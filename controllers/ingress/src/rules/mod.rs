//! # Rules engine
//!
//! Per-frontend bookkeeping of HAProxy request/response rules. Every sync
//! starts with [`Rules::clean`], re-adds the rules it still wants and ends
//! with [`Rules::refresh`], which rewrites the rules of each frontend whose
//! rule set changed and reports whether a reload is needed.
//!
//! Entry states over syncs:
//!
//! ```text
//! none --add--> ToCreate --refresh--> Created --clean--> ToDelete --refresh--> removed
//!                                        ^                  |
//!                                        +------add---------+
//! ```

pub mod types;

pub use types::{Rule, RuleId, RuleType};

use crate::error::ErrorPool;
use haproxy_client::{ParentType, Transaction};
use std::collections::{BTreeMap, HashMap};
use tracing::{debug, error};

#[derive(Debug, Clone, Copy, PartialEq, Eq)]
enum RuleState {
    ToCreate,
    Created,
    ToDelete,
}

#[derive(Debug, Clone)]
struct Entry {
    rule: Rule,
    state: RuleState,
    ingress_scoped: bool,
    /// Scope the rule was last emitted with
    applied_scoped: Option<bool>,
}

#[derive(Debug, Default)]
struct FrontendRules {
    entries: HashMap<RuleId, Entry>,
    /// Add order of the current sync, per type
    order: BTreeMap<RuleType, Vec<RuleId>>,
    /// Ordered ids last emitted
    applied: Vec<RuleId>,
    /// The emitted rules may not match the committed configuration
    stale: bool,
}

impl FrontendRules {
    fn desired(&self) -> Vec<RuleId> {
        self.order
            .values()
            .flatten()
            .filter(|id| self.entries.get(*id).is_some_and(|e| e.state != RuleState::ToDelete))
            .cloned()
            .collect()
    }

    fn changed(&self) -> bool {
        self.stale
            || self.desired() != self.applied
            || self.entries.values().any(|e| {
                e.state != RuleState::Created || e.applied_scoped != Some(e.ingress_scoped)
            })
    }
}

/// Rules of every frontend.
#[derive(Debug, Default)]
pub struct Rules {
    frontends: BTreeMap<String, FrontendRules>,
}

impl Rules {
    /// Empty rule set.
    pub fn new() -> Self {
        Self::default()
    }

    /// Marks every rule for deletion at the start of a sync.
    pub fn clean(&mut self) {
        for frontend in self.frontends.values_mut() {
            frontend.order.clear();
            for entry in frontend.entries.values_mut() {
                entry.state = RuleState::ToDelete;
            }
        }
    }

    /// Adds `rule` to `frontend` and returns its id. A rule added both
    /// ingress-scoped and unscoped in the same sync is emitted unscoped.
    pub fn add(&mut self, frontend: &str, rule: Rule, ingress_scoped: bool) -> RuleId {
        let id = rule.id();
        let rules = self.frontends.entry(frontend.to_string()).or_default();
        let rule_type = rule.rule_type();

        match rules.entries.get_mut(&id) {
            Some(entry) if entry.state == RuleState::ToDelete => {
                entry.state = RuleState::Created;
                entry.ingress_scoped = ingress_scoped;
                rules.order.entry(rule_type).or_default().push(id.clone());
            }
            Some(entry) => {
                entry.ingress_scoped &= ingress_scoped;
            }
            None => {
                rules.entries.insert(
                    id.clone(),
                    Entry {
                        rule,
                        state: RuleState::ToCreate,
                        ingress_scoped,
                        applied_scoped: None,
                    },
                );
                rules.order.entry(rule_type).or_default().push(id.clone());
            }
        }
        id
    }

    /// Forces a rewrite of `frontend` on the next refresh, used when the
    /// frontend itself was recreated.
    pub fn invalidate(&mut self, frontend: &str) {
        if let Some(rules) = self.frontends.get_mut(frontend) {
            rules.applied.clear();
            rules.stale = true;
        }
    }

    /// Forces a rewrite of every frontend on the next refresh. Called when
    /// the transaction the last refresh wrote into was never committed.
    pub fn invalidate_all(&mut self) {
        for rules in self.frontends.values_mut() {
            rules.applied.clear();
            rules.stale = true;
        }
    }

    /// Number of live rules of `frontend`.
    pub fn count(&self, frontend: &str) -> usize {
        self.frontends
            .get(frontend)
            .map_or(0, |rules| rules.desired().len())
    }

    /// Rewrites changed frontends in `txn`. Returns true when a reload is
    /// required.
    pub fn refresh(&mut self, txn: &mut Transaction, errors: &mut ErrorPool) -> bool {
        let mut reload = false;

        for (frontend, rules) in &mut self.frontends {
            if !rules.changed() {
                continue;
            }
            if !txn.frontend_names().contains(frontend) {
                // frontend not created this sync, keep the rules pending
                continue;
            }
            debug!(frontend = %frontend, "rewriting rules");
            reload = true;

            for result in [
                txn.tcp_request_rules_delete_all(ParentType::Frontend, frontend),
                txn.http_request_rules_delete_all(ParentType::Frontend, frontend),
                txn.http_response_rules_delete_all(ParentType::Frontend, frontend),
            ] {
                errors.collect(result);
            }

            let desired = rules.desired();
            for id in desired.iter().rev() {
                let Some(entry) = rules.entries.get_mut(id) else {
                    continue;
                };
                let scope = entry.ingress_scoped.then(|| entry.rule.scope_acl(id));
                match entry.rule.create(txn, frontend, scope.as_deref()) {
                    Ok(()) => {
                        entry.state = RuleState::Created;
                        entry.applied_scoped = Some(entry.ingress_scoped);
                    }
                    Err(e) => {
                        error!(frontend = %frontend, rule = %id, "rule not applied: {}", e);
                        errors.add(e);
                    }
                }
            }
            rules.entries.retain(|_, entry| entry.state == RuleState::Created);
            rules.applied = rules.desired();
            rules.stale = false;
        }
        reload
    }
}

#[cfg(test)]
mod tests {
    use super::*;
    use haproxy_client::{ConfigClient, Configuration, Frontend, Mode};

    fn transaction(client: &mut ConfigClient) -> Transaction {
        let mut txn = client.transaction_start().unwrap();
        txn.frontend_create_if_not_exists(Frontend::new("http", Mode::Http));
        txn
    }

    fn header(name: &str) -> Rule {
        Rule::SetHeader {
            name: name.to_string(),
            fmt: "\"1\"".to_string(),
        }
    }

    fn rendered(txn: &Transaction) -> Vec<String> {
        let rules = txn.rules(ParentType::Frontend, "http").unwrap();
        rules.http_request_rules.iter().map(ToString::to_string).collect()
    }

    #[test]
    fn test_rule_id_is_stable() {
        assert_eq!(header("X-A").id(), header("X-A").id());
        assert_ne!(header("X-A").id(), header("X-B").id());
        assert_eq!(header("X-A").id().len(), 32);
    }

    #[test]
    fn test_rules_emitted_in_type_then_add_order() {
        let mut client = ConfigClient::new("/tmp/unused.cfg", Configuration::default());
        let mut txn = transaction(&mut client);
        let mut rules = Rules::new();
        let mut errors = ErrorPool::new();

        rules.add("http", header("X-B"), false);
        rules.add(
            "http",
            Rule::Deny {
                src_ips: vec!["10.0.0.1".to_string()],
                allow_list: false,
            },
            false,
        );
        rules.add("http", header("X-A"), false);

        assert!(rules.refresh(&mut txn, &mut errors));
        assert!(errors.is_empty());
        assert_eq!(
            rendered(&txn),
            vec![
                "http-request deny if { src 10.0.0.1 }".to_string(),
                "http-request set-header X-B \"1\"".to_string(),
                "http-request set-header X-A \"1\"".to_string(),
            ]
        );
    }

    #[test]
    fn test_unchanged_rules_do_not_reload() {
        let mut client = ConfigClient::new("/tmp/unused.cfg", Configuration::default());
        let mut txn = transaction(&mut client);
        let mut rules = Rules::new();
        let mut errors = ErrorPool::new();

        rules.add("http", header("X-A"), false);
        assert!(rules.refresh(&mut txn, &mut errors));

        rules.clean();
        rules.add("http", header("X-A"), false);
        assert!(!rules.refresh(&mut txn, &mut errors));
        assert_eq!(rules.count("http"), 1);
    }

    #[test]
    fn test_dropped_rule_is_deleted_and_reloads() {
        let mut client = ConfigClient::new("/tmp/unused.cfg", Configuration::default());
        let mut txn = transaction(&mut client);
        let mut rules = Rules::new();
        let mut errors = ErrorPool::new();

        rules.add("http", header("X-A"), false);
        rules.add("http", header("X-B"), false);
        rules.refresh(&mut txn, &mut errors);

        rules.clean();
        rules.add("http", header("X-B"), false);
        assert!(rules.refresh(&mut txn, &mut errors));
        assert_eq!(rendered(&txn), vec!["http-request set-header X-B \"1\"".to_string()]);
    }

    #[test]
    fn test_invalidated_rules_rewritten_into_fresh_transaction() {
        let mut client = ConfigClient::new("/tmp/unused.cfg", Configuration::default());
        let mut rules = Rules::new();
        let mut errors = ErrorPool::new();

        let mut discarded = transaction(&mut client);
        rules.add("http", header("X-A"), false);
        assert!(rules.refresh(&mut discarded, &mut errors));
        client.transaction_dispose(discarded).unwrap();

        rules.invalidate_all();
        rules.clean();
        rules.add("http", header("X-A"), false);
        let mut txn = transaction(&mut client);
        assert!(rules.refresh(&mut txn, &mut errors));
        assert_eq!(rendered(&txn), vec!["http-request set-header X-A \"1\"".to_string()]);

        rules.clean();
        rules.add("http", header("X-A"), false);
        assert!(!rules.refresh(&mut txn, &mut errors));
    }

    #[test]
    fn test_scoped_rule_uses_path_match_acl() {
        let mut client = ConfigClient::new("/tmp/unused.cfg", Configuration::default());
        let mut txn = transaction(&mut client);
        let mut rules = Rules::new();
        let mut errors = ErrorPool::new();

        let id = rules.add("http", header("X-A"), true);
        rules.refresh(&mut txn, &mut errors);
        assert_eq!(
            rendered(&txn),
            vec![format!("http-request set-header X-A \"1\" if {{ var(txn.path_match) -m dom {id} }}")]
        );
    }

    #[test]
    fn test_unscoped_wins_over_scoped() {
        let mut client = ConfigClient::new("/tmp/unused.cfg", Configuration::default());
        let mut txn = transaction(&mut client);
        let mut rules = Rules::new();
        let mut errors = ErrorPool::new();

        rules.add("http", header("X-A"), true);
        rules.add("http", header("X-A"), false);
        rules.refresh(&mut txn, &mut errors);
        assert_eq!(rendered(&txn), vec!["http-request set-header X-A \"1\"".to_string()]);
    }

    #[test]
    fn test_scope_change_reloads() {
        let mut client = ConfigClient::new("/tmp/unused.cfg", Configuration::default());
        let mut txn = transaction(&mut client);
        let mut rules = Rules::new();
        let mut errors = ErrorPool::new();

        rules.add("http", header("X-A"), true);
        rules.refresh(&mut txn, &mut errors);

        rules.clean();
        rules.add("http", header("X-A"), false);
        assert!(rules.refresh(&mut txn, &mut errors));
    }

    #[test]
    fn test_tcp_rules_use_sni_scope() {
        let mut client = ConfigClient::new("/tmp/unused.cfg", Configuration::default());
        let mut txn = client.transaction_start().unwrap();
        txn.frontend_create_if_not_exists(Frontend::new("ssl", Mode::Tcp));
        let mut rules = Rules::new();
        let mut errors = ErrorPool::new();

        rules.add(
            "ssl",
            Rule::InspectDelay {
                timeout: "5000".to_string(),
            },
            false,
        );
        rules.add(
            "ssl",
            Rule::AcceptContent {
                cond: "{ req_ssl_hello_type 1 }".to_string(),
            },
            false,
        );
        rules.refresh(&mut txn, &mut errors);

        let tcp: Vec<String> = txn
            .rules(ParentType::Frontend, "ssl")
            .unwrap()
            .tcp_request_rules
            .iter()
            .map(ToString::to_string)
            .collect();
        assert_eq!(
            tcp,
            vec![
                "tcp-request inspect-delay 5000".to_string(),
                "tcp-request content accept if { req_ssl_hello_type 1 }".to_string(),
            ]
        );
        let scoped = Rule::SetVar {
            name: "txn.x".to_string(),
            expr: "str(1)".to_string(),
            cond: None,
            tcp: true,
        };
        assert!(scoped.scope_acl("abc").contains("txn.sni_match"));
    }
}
- - -
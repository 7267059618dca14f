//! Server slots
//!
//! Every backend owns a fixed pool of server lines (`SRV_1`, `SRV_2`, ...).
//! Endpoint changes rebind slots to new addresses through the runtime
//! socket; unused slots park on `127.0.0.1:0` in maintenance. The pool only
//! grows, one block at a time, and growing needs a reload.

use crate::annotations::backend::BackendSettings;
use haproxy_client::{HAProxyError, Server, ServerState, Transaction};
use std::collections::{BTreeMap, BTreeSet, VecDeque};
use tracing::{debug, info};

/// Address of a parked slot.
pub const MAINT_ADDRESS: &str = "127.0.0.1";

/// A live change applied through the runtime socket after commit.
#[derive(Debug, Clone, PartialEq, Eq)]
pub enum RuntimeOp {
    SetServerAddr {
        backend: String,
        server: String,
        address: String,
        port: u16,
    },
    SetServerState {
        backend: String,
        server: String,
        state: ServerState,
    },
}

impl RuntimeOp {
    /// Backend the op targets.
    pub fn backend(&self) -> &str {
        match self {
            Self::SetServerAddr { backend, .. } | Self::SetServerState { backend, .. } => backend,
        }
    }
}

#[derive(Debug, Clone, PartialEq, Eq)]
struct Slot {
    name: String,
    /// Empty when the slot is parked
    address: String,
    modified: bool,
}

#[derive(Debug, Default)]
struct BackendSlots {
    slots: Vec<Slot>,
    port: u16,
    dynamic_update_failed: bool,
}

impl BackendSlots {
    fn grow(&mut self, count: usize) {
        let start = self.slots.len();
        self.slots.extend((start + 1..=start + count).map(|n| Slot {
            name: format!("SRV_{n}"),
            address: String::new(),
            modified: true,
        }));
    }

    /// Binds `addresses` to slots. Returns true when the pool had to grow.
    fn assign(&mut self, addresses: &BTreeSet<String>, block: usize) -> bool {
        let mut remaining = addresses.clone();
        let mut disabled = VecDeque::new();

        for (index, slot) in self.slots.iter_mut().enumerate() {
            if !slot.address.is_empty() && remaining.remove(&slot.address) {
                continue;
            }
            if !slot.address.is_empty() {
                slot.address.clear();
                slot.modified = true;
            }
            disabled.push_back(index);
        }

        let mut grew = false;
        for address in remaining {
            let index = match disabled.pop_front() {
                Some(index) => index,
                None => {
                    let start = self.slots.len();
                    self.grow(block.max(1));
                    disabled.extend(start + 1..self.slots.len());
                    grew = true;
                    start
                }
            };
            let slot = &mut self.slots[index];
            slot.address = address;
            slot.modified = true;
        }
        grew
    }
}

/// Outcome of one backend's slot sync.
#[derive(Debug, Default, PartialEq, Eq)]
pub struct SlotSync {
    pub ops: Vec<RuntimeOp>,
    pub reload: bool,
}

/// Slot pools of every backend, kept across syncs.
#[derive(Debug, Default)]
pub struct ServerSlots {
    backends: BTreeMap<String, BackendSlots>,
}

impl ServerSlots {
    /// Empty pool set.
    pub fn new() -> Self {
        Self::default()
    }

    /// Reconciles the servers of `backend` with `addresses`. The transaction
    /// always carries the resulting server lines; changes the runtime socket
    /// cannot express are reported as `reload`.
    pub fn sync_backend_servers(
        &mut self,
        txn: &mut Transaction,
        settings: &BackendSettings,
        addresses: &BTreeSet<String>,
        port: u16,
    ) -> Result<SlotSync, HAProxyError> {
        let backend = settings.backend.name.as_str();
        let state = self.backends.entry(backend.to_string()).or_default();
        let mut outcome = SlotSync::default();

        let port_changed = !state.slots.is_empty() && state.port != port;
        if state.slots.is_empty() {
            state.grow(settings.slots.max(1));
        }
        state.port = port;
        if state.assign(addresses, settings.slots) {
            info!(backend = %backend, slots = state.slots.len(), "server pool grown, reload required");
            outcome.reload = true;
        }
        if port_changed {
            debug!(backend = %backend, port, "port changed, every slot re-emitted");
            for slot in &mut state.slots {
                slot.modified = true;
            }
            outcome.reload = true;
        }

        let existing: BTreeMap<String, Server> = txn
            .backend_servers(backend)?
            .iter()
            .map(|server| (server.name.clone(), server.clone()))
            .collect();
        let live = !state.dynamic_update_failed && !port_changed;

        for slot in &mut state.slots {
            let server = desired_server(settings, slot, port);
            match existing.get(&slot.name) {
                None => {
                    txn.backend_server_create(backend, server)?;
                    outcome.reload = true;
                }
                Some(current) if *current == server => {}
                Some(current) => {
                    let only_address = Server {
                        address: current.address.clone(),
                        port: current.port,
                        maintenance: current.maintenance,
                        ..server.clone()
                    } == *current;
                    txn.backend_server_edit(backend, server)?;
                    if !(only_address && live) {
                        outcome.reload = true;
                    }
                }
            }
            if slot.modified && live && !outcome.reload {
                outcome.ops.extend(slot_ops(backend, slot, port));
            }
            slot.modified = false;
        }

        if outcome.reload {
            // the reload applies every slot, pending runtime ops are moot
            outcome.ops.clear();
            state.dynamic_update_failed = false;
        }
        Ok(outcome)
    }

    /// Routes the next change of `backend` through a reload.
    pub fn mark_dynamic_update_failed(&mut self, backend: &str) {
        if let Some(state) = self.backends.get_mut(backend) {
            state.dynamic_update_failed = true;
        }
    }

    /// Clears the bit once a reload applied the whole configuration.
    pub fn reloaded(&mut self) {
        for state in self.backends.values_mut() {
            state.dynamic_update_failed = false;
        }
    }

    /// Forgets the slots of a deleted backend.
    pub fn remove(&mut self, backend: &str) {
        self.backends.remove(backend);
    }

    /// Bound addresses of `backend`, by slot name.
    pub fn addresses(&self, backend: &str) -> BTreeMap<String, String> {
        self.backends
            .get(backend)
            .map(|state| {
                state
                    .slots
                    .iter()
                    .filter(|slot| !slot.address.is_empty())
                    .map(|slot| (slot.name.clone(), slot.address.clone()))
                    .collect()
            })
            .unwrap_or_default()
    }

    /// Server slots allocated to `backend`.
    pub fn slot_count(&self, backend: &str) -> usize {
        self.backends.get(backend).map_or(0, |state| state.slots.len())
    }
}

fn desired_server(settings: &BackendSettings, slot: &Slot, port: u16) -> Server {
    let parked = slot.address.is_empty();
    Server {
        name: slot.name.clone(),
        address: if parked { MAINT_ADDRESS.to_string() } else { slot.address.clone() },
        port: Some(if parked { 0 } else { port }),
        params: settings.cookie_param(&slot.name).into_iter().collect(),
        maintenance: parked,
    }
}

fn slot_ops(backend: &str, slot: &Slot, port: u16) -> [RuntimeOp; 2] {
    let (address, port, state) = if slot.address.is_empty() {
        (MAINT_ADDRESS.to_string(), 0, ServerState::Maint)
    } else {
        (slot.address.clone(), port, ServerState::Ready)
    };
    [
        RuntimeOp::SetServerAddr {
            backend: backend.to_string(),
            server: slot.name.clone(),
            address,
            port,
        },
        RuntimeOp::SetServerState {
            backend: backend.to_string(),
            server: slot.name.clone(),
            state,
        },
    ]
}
- - -
(TASK DIRECTIONS)
Search the data above for "addresses" and copy every line where it turns up.

(PROBLEM SOLUTION)
//! Endpoint changes rebind slots to new addresses through the runtime
    /// Binds `addresses` to slots. Returns true when the pool had to grow.
    fn assign(&mut self, addresses: &BTreeSet<String>, block: usize) -> bool {
        let mut remaining = addresses.clone();
    /// Reconciles the servers of `backend` with `addresses`. The transaction
        addresses: &BTreeSet<String>,
        if state.assign(addresses, settings.slots) {
    /// Bound addresses of `backend`, by slot name.
    pub fn addresses(&self, backend: &str) -> BTreeMap<String, String> {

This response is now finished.